« Je tends l’oreille pour te dire d’écouter »

Le Miradole observe un champ de maïs où pointent à peine quelques jeunes pousses. – Qu’est-ce que tu observes? lui demande un marchand de passage. Le Miradole lui désigne le champ. – J’observe pour te dire de regarder. Et de temps à autre, j’applaudis. – Et tu crois que j’ai du temps à perdre à regarder pousser le maïs? Autant revenir quand il sera arrivé à maturité. -Mais comment le sauras-tu si tu n’es pas là pour observer? Toi, tu y seras. Le marchand poursuit son chemin, sûr de son fait et persuadé d’avoir à faire à un simple d’esprit. Quelques mois plus tard, il repasse devant le champ de maïs. Les plants ont considérablement crû et bruissent dans le vent.
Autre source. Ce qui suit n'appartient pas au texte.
//! Symbolic differentiation.

use super::simplify::simplify;
use super::{BinaryOperator, Expr, FormulaError, Function, UnaryOperator};

/// Differentiate `expr` with respect to `symbol` and simplify the result.
///
/// Fails with [`FormulaError::NotDifferentiable`] when the derivative would
/// have to pass through a step function (`sign`, `floor`, `ceil`) whose
/// argument depends on `symbol`.
pub fn differentiate(expr: &Expr, symbol: &str) -> Result<Expr, FormulaError> {
    Ok(simplify(&derive(expr, symbol)?))
}

fn derive(expr: &Expr, symbol: &str) -> Result<Expr, FormulaError> {
    if !expr.depends_on(symbol) {
        return Ok(Expr::Number(0.0));
    }

    match expr {
        Expr::Number(_) => Ok(Expr::Number(0.0)),
        // depends_on() already established that this is `symbol`
        Expr::Symbol(_) => Ok(Expr::Number(1.0)),

        Expr::BinaryOp { op, left, right } => {
            let u = left.as_ref();
            let v = right.as_ref();
            let du = derive(u, symbol)?;
            let dv = derive(v, symbol)?;

            let derivative = match op {
                BinaryOperator::Add => Expr::add(du, dv),
                BinaryOperator::Sub => Expr::sub(du, dv),
                BinaryOperator::Mul => Expr::add(
                    Expr::mul(du, v.clone()),
                    Expr::mul(u.clone(), dv),
                ),
                BinaryOperator::Div => Expr::div(
                    Expr::sub(Expr::mul(du, v.clone()), Expr::mul(u.clone(), dv)),
                    Expr::pow(v.clone(), Expr::number(2.0)),
                ),
                BinaryOperator::Pow => power_rule(expr, u, v, du, dv, symbol),
            };
            Ok(derivative)
        }

        Expr::UnaryOp {
            op: UnaryOperator::Neg,
            operand,
        } => Ok(Expr::neg(derive(operand, symbol)?)),

        Expr::FnCall { function, arg } => {
            let outer = outer_derivative(*function, arg, symbol)?;
            let inner = derive(arg, symbol)?;
            Ok(Expr::mul(outer, inner))
        }
    }
}

/// d(u^v) for the three cases: constant exponent, constant base, both varying.
fn power_rule(expr: &Expr, u: &Expr, v: &Expr, du: Expr, dv: Expr, symbol: &str) -> Expr {
    if !v.depends_on(symbol) {
        // v * u^(v - 1) * u'
        let lowered = match v.as_number() {
            Some(n) => Expr::number(n - 1.0),
            None => Expr::sub(v.clone(), Expr::number(1.0)),
        };
        Expr::mul(Expr::mul(v.clone(), Expr::pow(u.clone(), lowered)), du)
    } else if !u.depends_on(symbol) {
        // u^v * ln(u) * v'
        Expr::mul(
            Expr::mul(expr.clone(), Expr::call(Function::Ln, u.clone())),
            dv,
        )
    } else {
        // u^v * (v' ln(u) + v u' / u)
        Expr::mul(
            expr.clone(),
            Expr::add(
                Expr::mul(dv, Expr::call(Function::Ln, u.clone())),
                Expr::div(Expr::mul(v.clone(), du), u.clone()),
            ),
        )
    }
}

/// f'(u) for a built-in function f, before the chain-rule factor u'.
fn outer_derivative(function: Function, u: &Expr, symbol: &str) -> Result<Expr, FormulaError> {
    let u = u.clone();
    let one = || Expr::number(1.0);
    let squared = |e: Expr| Expr::pow(e, Expr::number(2.0));

    let outer = match function {
        Function::Sin => Expr::call(Function::Cos, u),
        Function::Cos => Expr::neg(Expr::call(Function::Sin, u)),
        Function::Tan => Expr::add(one(), squared(Expr::call(Function::Tan, u))),
        Function::Asin => Expr::div(
            one(),
            Expr::call(Function::Sqrt, Expr::sub(one(), squared(u))),
        ),
        Function::Acos => Expr::neg(Expr::div(
            one(),
            Expr::call(Function::Sqrt, Expr::sub(one(), squared(u))),
        )),
        Function::Atan => Expr::div(one(), Expr::add(one(), squared(u))),
        Function::Sinh => Expr::call(Function::Cosh, u),
        Function::Cosh => Expr::call(Function::Sinh, u),
        Function::Tanh => Expr::sub(one(), squared(Expr::call(Function::Tanh, u))),
        Function::Exp => Expr::call(Function::Exp, u),
        Function::Ln => Expr::div(one(), u),
        Function::Log10 => Expr::div(
            one(),
            Expr::mul(u, Expr::number(std::f64::consts::LN_10)),
        ),
        Function::Sqrt => Expr::div(
            one(),
            Expr::mul(Expr::number(2.0), Expr::call(Function::Sqrt, u)),
        ),
        Function::Abs => Expr::call(Function::Sign, u),
        Function::Sign | Function::Floor | Function::Ceil => {
            return Err(FormulaError::NotDifferentiable {
                function: function.name().to_string(),
                symbol: symbol.to_string(),
            })
        }
    };

    Ok(outer)
}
Le Miradole a disparu. -Eh, oh, montre-toi ! Mais le Miradole reste invisible et le marchand poursuit son chemin. Il le rencontre bientôt devant un autre champ où pointent à peine quelques jeunes pousses de sorgo. Il lui dit: Dis donc, pourquoi n’es-tu pas resté dans le champ de maïs aux grandes pousses avec leurs épis bien mûrs? – C’est qu’elles n’ont plus besoin de moi. Tu t’es arrêté et tu les as vues tout seul. D’ici, j’entends le bruit qu’elles font et je m’en réjouis. Celles que j’observe ont besoin d’attention et je tends l’oreille pour te dire d’écouter.